§ Task to carry out: Copy every line of the records below that holds the word "LengthKind".

[Saved data entries]
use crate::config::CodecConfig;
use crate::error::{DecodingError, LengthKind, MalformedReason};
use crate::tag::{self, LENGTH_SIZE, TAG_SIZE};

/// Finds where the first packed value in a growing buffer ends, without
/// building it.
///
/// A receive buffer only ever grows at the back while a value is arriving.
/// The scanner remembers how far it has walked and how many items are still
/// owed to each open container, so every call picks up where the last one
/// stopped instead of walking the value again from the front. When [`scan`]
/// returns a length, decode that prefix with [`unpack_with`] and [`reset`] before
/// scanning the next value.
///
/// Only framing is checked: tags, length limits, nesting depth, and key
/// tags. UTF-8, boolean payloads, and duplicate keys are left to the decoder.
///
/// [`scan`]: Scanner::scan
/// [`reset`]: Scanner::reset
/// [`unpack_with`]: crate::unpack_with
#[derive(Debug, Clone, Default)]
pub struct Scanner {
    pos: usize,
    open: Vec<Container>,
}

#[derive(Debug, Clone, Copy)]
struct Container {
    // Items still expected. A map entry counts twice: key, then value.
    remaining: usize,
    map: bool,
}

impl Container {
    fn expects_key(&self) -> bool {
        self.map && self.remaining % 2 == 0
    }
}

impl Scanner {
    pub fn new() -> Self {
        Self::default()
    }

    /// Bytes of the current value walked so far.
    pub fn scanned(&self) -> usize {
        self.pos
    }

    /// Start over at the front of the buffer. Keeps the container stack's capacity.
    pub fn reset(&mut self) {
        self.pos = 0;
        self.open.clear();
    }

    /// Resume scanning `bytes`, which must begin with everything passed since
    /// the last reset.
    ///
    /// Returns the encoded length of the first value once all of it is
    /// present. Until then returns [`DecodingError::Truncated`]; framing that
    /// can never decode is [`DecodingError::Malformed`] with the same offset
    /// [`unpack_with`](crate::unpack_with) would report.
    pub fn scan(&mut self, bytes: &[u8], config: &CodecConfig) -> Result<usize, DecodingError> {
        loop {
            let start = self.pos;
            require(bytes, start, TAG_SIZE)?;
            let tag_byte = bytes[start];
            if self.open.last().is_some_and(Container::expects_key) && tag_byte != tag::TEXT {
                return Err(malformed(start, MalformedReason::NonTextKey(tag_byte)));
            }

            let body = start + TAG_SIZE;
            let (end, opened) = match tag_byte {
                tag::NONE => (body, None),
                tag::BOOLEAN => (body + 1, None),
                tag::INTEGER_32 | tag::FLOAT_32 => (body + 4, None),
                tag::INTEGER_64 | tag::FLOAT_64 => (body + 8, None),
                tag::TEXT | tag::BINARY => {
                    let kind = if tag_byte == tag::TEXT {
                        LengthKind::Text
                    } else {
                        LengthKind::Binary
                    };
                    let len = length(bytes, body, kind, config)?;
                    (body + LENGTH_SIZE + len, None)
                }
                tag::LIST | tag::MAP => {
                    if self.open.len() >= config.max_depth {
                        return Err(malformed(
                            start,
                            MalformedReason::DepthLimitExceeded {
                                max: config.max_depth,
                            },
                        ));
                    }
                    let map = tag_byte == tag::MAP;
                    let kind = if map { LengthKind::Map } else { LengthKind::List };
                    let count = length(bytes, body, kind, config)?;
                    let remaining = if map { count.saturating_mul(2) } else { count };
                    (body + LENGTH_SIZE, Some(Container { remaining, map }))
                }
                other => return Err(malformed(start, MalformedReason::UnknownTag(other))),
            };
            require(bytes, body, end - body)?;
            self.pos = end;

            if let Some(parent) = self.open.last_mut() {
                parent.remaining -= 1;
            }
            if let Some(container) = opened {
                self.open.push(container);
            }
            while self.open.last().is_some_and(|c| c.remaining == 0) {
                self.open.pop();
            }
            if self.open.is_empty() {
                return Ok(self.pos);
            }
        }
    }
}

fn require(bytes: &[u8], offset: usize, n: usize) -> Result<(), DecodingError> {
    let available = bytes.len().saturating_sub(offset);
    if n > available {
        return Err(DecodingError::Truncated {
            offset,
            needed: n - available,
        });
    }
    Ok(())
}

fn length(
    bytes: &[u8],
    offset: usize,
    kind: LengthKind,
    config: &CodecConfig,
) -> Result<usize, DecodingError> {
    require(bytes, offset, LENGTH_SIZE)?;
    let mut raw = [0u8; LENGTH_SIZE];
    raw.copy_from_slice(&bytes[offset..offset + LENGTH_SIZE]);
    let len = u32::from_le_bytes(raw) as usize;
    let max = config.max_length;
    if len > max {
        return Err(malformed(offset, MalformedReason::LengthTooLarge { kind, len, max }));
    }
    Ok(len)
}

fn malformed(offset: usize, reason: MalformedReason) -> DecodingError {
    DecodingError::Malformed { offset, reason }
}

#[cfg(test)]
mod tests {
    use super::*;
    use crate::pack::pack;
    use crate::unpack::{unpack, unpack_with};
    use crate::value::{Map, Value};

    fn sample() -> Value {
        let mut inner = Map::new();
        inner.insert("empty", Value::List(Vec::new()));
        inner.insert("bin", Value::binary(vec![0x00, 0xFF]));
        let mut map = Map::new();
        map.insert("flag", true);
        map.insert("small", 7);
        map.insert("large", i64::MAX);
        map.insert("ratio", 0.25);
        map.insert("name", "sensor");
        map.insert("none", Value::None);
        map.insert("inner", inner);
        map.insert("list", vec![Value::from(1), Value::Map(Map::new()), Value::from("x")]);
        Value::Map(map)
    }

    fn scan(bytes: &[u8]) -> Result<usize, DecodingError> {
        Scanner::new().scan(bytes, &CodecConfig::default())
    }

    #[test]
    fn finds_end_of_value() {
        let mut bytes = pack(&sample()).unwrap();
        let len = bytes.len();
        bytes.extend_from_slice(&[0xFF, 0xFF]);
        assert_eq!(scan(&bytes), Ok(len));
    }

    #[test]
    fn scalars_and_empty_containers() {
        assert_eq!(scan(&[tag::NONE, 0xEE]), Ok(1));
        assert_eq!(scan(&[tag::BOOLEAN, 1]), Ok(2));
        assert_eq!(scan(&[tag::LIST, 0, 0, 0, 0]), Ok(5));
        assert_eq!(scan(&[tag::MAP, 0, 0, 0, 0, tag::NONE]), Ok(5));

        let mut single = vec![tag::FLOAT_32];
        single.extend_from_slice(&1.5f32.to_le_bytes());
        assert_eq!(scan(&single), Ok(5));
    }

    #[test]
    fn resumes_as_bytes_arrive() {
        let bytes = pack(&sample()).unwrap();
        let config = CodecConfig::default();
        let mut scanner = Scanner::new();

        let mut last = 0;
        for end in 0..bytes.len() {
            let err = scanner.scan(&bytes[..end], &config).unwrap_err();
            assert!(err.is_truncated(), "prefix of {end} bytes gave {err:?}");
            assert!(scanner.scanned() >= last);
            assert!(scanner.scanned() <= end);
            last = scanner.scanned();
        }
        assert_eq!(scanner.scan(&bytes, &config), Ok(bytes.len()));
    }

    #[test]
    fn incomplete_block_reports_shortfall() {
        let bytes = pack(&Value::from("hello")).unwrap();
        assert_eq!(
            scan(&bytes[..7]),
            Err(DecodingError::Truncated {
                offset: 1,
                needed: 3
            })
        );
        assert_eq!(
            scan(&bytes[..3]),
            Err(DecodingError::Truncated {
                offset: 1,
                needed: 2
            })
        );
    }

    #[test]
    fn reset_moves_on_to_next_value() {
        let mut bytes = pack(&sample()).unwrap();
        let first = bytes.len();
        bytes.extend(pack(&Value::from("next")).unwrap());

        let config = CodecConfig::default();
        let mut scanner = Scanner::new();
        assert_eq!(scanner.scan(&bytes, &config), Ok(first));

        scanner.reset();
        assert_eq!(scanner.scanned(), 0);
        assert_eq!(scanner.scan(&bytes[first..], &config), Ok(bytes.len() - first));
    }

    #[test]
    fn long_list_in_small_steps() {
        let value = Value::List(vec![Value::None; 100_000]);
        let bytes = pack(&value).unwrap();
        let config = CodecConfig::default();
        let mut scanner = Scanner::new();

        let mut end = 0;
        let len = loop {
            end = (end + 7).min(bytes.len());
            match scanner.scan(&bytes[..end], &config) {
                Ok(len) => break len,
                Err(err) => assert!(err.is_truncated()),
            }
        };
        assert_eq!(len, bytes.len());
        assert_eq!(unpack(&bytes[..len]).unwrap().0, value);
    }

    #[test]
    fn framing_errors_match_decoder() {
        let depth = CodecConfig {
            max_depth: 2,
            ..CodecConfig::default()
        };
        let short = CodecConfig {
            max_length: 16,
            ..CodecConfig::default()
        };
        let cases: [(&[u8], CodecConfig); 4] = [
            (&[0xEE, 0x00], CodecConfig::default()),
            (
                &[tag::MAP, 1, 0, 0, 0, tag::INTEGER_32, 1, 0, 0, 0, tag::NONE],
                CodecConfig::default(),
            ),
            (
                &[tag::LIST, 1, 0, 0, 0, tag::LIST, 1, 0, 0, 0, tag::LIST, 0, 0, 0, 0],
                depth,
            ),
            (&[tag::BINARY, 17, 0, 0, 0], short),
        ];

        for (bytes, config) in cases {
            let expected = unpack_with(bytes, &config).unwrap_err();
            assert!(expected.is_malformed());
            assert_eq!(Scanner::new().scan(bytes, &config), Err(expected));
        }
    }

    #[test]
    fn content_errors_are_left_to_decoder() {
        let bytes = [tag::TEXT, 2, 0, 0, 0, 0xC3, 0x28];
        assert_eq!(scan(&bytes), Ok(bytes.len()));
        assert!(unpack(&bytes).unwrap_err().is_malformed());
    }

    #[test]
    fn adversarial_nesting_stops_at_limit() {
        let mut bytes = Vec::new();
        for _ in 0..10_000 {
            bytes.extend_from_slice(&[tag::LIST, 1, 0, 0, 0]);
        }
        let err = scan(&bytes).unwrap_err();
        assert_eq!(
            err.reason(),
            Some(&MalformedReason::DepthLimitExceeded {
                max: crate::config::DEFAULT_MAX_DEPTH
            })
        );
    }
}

§ Output below:
use crate::error::{DecodingError, LengthKind, MalformedReason};
                        LengthKind::Text
                        LengthKind::Binary
                    let kind = if map { LengthKind::Map } else { LengthKind::List };
    kind: LengthKind,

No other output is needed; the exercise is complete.